(Dataset entries)
---+---

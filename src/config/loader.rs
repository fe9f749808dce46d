// Copyright (c) 2025 Steve Wagner (ciroque@live.com)
// SPDX-License-Identifier: MIT

use crate::config::consts::{ALL_STREAMS, ROOT_KIND};
use crate::engine::FilterOperator;
use crate::errors::ConfigError;
use crate::traits::Accelerator;
use serde::Deserialize;
use std::collections::HashMap;
use std::fs;
use std::path::Path;

/// Main configuration structure for a pipeline run.
///
/// A pipeline is one root task list, the event loop settings that drive it
/// and the ownership mode of the parameter registry. It is typically loaded
/// from a YAML file; files ending in `.toml` are read as TOML.
///
/// # Example
/// ```yaml
/// event_loop:
///   max_events: 1000
///   print_statistics: true
/// registry:
///   owner: true
/// task_list:
///   name: MainList
///   tasks:
///     - kind: event_source
///       name: Reader
///       options: { events: 100 }
///     - kind: counter
///       name: Events
/// ```
#[derive(Debug, Clone, Deserialize)]
pub struct Config {
    #[serde(default)]
    pub event_loop: EventLoopConfig,
    #[serde(default)]
    pub registry: RegistryConfig,
    pub task_list: TaskConfig,
}

/// Settings of the event loop driving the root list.
///
/// # Fields
/// * `max_events` - Stop after this many events (optional, runs until a task stops otherwise)
/// * `stream` - Stream tag the root list starts with (defaults to `All`)
/// * `print_statistics` - Log the execution statistics table after the run
#[derive(Debug, Clone, Deserialize)]
pub struct EventLoopConfig {
    pub max_events: Option<u64>,
    #[serde(default = "default_stream")]
    pub stream: String,
    #[serde(default)]
    pub print_statistics: bool,
}

impl Default for EventLoopConfig {
    fn default() -> Self {
        Self {
            max_events: None,
            stream: default_stream(),
            print_statistics: false,
        }
    }
}

fn default_stream() -> String {
    ALL_STREAMS.to_string()
}

/// Ownership mode of the parameter registry.
///
/// An owning registry keeps containers it displaces instead of handing them
/// back to the caller.
#[derive(Debug, Clone, Default, Deserialize)]
pub struct RegistryConfig {
    #[serde(default)]
    pub owner: bool,
}

/// Declaration of a single task.
///
/// Composite kinds (`task_list`, `filter_list`, `stream_router`) carry their
/// children in `tasks`. Kind-specific settings go into `options`.
///
/// # Fields
/// * `kind` - Built-in kind tag, defaults to `task_list`
/// * `name` - Task name, used for filter references and statistics
/// * `title` - Free text shown in statistics (optional)
/// * `stream` - Stream tag the task runs on (optional, inherits `All`)
/// * `filter` - Name of a previously declared filter gating this task (optional)
/// * `inverted` - Invert a filter's condition (filters only)
/// * `accelerator` - Performance hints (`dont_reset`, `dont_time`)
/// * `serial_number` - Serial number appended to the descriptor (optional)
/// * `num_passes` - Passes per event (`task_list` only)
/// * `operator` - Combination operator (`filter_list` only)
/// * `tasks` - Children of composite kinds
/// * `options` - Kind-specific options
///
/// # Example
/// ```yaml
/// kind: event_selector
/// name: Half
/// inverted: false
/// options:
///   ratio: 0.5
///   seed: 7
/// ```
#[derive(Debug, Clone, Deserialize)]
pub struct TaskConfig {
    #[serde(default = "default_kind")]
    pub kind: String,
    pub name: String,
    pub title: Option<String>,
    pub stream: Option<String>,
    pub filter: Option<String>,
    #[serde(default)]
    pub inverted: bool,
    #[serde(default)]
    pub accelerator: Vec<AcceleratorFlag>,
    pub serial_number: Option<u8>,
    pub num_passes: Option<u32>,
    pub operator: Option<FilterOperator>,
    #[serde(default)]
    pub tasks: Vec<TaskConfig>,
    #[serde(default)]
    pub options: HashMap<String, serde_yaml::Value>,
}

fn default_kind() -> String {
    ROOT_KIND.to_string()
}

impl TaskConfig {
    /// Combined accelerator bits of the declared flags.
    pub fn accelerator_bits(&self) -> Accelerator {
        self.accelerator
            .iter()
            .fold(Accelerator::STANDARD, |bits, flag| bits | flag.bits())
    }

    /// Number of declarations in this subtree, including this one.
    pub fn count(&self) -> usize {
        1 + self.tasks.iter().map(TaskConfig::count).sum::<usize>()
    }
}

/// A single accelerator flag as spelled in configuration files.
#[derive(Debug, Deserialize, PartialEq, Eq, Clone, Copy)]
#[serde(rename_all = "snake_case")]
pub enum AcceleratorFlag {
    DontReset,
    DontTime,
}

impl AcceleratorFlag {
    pub fn bits(&self) -> Accelerator {
        match self {
            AcceleratorFlag::DontReset => Accelerator::DONT_RESET,
            AcceleratorFlag::DontTime => Accelerator::DONT_TIME,
        }
    }
}

/// Load a config from a YAML or TOML file, chosen by extension.
pub fn load_config<P: AsRef<Path>>(path: P) -> Result<Config, ConfigError> {
    let path = path.as_ref();
    let content = fs::read_to_string(path).map_err(|source| ConfigError::Io {
        path: path.display().to_string(),
        source,
    })?;

    let is_toml = path
        .extension()
        .and_then(|extension| extension.to_str())
        .is_some_and(|extension| extension.eq_ignore_ascii_case("toml"));
    if is_toml {
        Ok(toml::from_str(&content)?)
    } else {
        Ok(serde_yaml::from_str(&content)?)
    }
}

/// Load a config and check it for every problem that would make building
/// the pipeline fail.
pub fn load_and_validate_config<P: AsRef<Path>>(path: P) -> Result<Config, ConfigError> {
    let cfg = load_config(path)?;
    crate::config::validate_config(&cfg).map_err(ConfigError::Invalid)?;
    Ok(cfg)
}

---+---

(WHAT YOU WILL DO)
The answer must be an exact copy of the lines from the one containing "Ok(toml::from_str(&content)?)" through the last line of the records, both included.

(TASK SOLUTION)
        Ok(toml::from_str(&content)?)
    } else {
        Ok(serde_yaml::from_str(&content)?)
    }
}

/// Load a config and check it for every problem that would make building
/// the pipeline fail.
pub fn load_and_validate_config<P: AsRef<Path>>(path: P) -> Result<Config, ConfigError> {
    let cfg = load_config(path)?;
    crate::config::validate_config(&cfg).map_err(ConfigError::Invalid)?;
    Ok(cfg)
}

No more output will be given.